Task prompt
Nothing after the line containing "share one session." belongs in the answer; write out exactly every line from the start of the material up to it, including it.

********************

//! Sentivox authentication API client
//!
//! Talks to the dashboard's `/api/auth/*` endpoints. The server tracks the
//! session with a cookie; the cookie jar can be persisted in a
//! [`KeyValueStore`] so separate CLI invocations share one session.

use std::sync::Arc;
use std::time::Duration;

use anyhow::Context;
use async_trait::async_trait;
use reqwest::cookie::{CookieStore, Jar};
use reqwest::{Client, Response, StatusCode};
use serde::{Deserialize, Serialize};
use url::Url;

use crate::domain::result::{Error, Result};
use crate::domain::{Identity, SessionCheck};
use crate::ports::{AuthService, KeyValueStore};

/// Default API URL for a locally running dashboard
pub const DEFAULT_API_URL: &str = "http://localhost:5000";

/// Environment variable to override the API base URL
pub const SENTIVOX_API_URL_ENV: &str = "SENTIVOX_API_URL";

/// Store key holding the serialized session cookies
pub const SESSION_COOKIE_KEY: &str = "sentivox_session_cookie";

/// Default request timeout
pub const DEFAULT_TIMEOUT: Duration = Duration::from_secs(30);

const LOGIN_FAILED: &str = "Invalid credentials. Please try again.";
const RECOVERY_FAILED: &str = "Failed to send reset email. Please try again.";
const RESET_FAILED: &str = "Failed to reset password. Please try again.";

// =============================================================================
// API Models
// =============================================================================

#[derive(Debug, Deserialize)]
struct UserEnvelope {
    #[serde(default)]
    user: Option<Identity>,
}

#[derive(Debug, Deserialize)]
struct VerifyResponse {
    #[serde(default)]
    valid: bool,
}

#[derive(Debug, Deserialize)]
struct MessageBody {
    #[serde(default)]
    message: Option<String>,
}

#[derive(Debug, Serialize)]
struct LoginRequest<'a> {
    email: &'a str,
    #[serde(skip_serializing_if = "Option::is_none")]
    password: Option<&'a str>,
}

#[derive(Debug, Serialize)]
struct RecoveryRequest<'a> {
    email: &'a str,
}

#[derive(Debug, Serialize)]
struct ResetRequest<'a> {
    email: &'a str,
    token: &'a str,
    password: &'a str,
}

// =============================================================================
// HTTP Client
// =============================================================================

/// Get the API base URL, checking the environment variable first
pub fn get_base_url() -> String {
    std::env::var(SENTIVOX_API_URL_ENV).unwrap_or_else(|_| DEFAULT_API_URL.to_string())
}

/// HTTP implementation of [`AuthService`]
pub struct HttpAuthService {
    client: Client,
    base_url: String,
    cookie_url: Url,
    jar: Arc<Jar>,
    cookie_store: Option<Arc<dyn KeyValueStore>>,
    timeout: Duration,
}

impl HttpAuthService {
    /// Create a client for the given base URL
    pub fn new(base_url: &str, timeout: Duration) -> anyhow::Result<Self> {
        let base_url = base_url.trim().trim_end_matches('/');
        if base_url.is_empty() {
            anyhow::bail!("API base URL cannot be empty");
        }
        let cookie_url =
            Url::parse(base_url).with_context(|| format!("Invalid API base URL: {}", base_url))?;

        let jar = Arc::new(Jar::default());
        let client = Client::builder()
            .cookie_provider(Arc::clone(&jar))
            .timeout(timeout)
            .build()
            .context("Failed to create HTTP client")?;

        Ok(Self {
            client,
            base_url: base_url.to_string(),
            cookie_url,
            jar,
            cookie_store: None,
            timeout,
        })
    }

    /// Restore session cookies from `store` and keep them there after every response
    pub fn with_cookie_persistence(mut self, store: Arc<dyn KeyValueStore>) -> Self {
        if let Ok(Some(saved)) = store.get(SESSION_COOKIE_KEY) {
            for cookie in saved.split(';').map(str::trim).filter(|c| !c.is_empty()) {
                self.jar.add_cookie_str(cookie, &self.cookie_url);
            }
        }
        self.cookie_store = Some(store);
        self
    }

    pub fn base_url(&self) -> &str {
        &self.base_url
    }

    fn endpoint(&self, path: &str) -> String {
        format!("{}{}", self.base_url, path)
    }

    /// Save the jar's cookies for the API host; failures only lose persistence
    fn persist_cookies(&self) {
        let Some(store) = &self.cookie_store else {
            return;
        };
        let header = self
            .jar
            .cookies(&self.cookie_url)
            .and_then(|value| value.to_str().ok().map(str::to_string));
        let _ = match header {
            Some(cookies) if !cookies.is_empty() => store.set(SESSION_COOKIE_KEY, &cookies),
            _ => store.remove(SESSION_COOKIE_KEY),
        };
    }

    fn forget_cookies(&self) {
        if let Some(store) = &self.cookie_store {
            let _ = store.remove(SESSION_COOKIE_KEY);
        }
    }

    /// Map request errors to user-friendly messages
    fn map_request_error(&self, error: reqwest::Error) -> Error {
        if error.is_timeout() {
            Error::network(format!(
                "Connection timed out after {} seconds",
                self.timeout.as_secs()
            ))
        } else if error.is_connect() {
            Error::network("Unable to connect to the Sentivox server")
        } else {
            Error::network(format!("Request failed: {}", error))
        }
    }

    /// Pull the server's `message` out of an error body
    async fn read_message(response: Response) -> Option<String> {
        response
            .json::<MessageBody>()
            .await
            .ok()
            .and_then(|body| body.message)
            .filter(|m| !m.trim().is_empty())
    }

    /// Map a non-success status: client errors are refusals, anything else has
    /// no definitive answer
    async fn refusal(
        response: Response,
        fallback: &str,
        refuse: fn(String) -> Error,
    ) -> Error {
        let status = response.status();
        if status.is_client_error() {
            let message = Self::read_message(response)
                .await
                .unwrap_or_else(|| fallback.to_string());
            refuse(message)
        } else {
            Error::network(format!("Server error: HTTP {}", status.as_u16()))
        }
    }
}

#[async_trait]
impl AuthService for HttpAuthService {
    async fn session_check(&self) -> Result<SessionCheck> {
        let response = self
            .client
            .get(self.endpoint("/api/auth/me"))
            .send()
            .await
            .map_err(|e| self.map_request_error(e))?;
        self.persist_cookies();

        match response.status() {
            status if status.is_success() => {
                let body: UserEnvelope = response.json().await.map_err(|e| {
                    Error::network(format!("Failed to parse session response: {}", e))
                })?;
                Ok(match body.user {
                    Some(identity) => SessionCheck::Authenticated(identity),
                    None => SessionCheck::NotAuthenticated,
                })
            }
            StatusCode::UNAUTHORIZED | StatusCode::FORBIDDEN => Ok(SessionCheck::NotAuthenticated),
            status => Err(Error::network(format!(
                "Session check failed: HTTP {}",
                status.as_u16()
            ))),
        }
    }

    async fn login(&self, email: &str, password: Option<&str>) -> Result<Identity> {
        let body = LoginRequest {
            email,
            password: password.filter(|p| !p.is_empty()),
        };
        let response = self
            .client
            .post(self.endpoint("/api/auth/login"))
            .json(&body)
            .send()
            .await
            .map_err(|e| self.map_request_error(e))?;
        self.persist_cookies();

        if !response.status().is_success() {
            return Err(Self::refusal(response, LOGIN_FAILED, Error::Authentication).await);
        }

        let body: UserEnvelope = response
            .json()
            .await
            .map_err(|e| Error::network(format!("Failed to parse login response: {}", e)))?;
        body.user
            .ok_or_else(|| Error::authentication(LOGIN_FAILED))
    }

    async fn logout(&self) -> Result<()> {
        let result = self
            .client
            .post(self.endpoint("/api/auth/logout"))
            .send()
            .await;
        // The local session is over whatever the server says
        self.forget_cookies();

        let response = result.map_err(|e| self.map_request_error(e))?;
        if response.status().is_success() {
            Ok(())
        } else {
            Err(Error::network(format!(
                "Logout failed: HTTP {}",
                response.status().as_u16()
            )))
        }
    }

    async fn request_recovery(&self, email: &str) -> Result<()> {
        let response = self
            .client
            .post(self.endpoint("/api/auth/forgot-password"))
            .json(&RecoveryRequest { email })
            .send()
            .await
            .map_err(|e| self.map_request_error(e))?;

        if response.status().is_success() {
            Ok(())
        } else {
            Err(Self::refusal(response, RECOVERY_FAILED, Error::Rejected).await)
        }
    }

    async fn verify_recovery_token(&self, token: &str, email: &str) -> Result<bool> {
        let response = self
            .client
            .get(self.endpoint("/api/auth/verify-reset-token"))
            .query(&[("token", token), ("email", email)])
            .send()
            .await
            .map_err(|e| self.map_request_error(e))?;

        if !response.status().is_success() {
            return Ok(false);
        }

        let body: VerifyResponse = response
            .json()
            .await
            .map_err(|e| Error::network(format!("Failed to parse verification response: {}", e)))?;
        Ok(body.valid)
    }

    async fn submit_recovery(&self, email: &str, token: &str, new_password: &str) -> Result<()> {
        let response = self
            .client
            .post(self.endpoint("/api/auth/reset-password"))
            .json(&ResetRequest {
                email,
                token,
                password: new_password,
            })
            .send()
            .await
            .map_err(|e| self.map_request_error(e))?;

        if response.status().is_success() {
            Ok(())
        } else {
            Err(Self::refusal(response, RESET_FAILED, Error::Rejected).await)
        }
    }
}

********************

Written reply
//! Sentivox authentication API client
//!
//! Talks to the dashboard's `/api/auth/*` endpoints. The server tracks the
//! session with a cookie; the cookie jar can be persisted in a
//! [`KeyValueStore`] so separate CLI invocations share one session.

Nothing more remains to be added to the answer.